~~Fragments of my life transpire on the corner of Boundary and Piedmont Avenue.
I drive to Sue’s house on Friday and Saturday nights & we get ready to go to the clubs: Cove. Brass Phoenix. Mr. Jays. Reef. Brass Rail. (yeah, we made the rounds with our dreadful, fake ids.)
We crank Madonna and Prince to maximum capacity while we paint our faces pretty and smear Bonny Bell ruby-red on our lips.
In the 80’s, nothing is too bright, too bold, too big, or too much.
We lit a match underneath our cosmetic pencil until the crème melts into tiny black beads. Afterwards, we outline our eyes even darker, smudgier, gothier, cleopatra-ier. Sort of like the girl, Alison, from The Breakfast Club.
Didn’t you just love her?
–Alison’s best line: “Well, if you say you haven’t (had sex), you’re a prude. If you say you have, you’re a slut. It’s a trap. You want to, but you can’t, and when you do, you wish you didn’t, right?”
Sorry, I’m rambling.
Um, back to the story…
Anyhow, I loathe Sue, because I hear she’s dating the same guy as me.

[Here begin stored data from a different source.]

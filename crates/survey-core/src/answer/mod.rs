//! The Answer Set and the single-field updates that mutate it.

pub mod field;
pub mod model;

pub use field::{FieldUpdate, RATING_RANGE};
pub use model::{
    AnswerSet, Segment, SpecExperience, StimulusFamiliarity, VibeCodingExperience, VocabGap,
    YesNo, DEFAULT_STIMULUS,
};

When we meet for the first time somewhere, I can’t remember where, I ask this outrageously stunning blonde, whom smells of Halston Perfume, “Are you seeing a guy named Mike Lombardi?”
And she’s like, “Yeah, what’s it to you?”
And I’m like, “Well I’m seeing him, too.”
I remember we just sort of nod at one another knowingly as if to say, yep, he’s a two-timing sonofabitch.
To make a long story short, we dump the dude for each other!
Girl Power. Love. Best Friends Forever.
So, here we are on Boundary and Piedmont glossing and glamming like Gaga.
Sue is straitening her hair.
I’m twirling on the shag carpeting listening to Purple Rain.
“How much money do you have?” She asks.
“Five bucks.” I say.
“Not a single cent.” She smiles.
And it doesn’t matter a damn.
Because sweet, pink, fancy drinks with adorable umbrellas are bought for us all night long.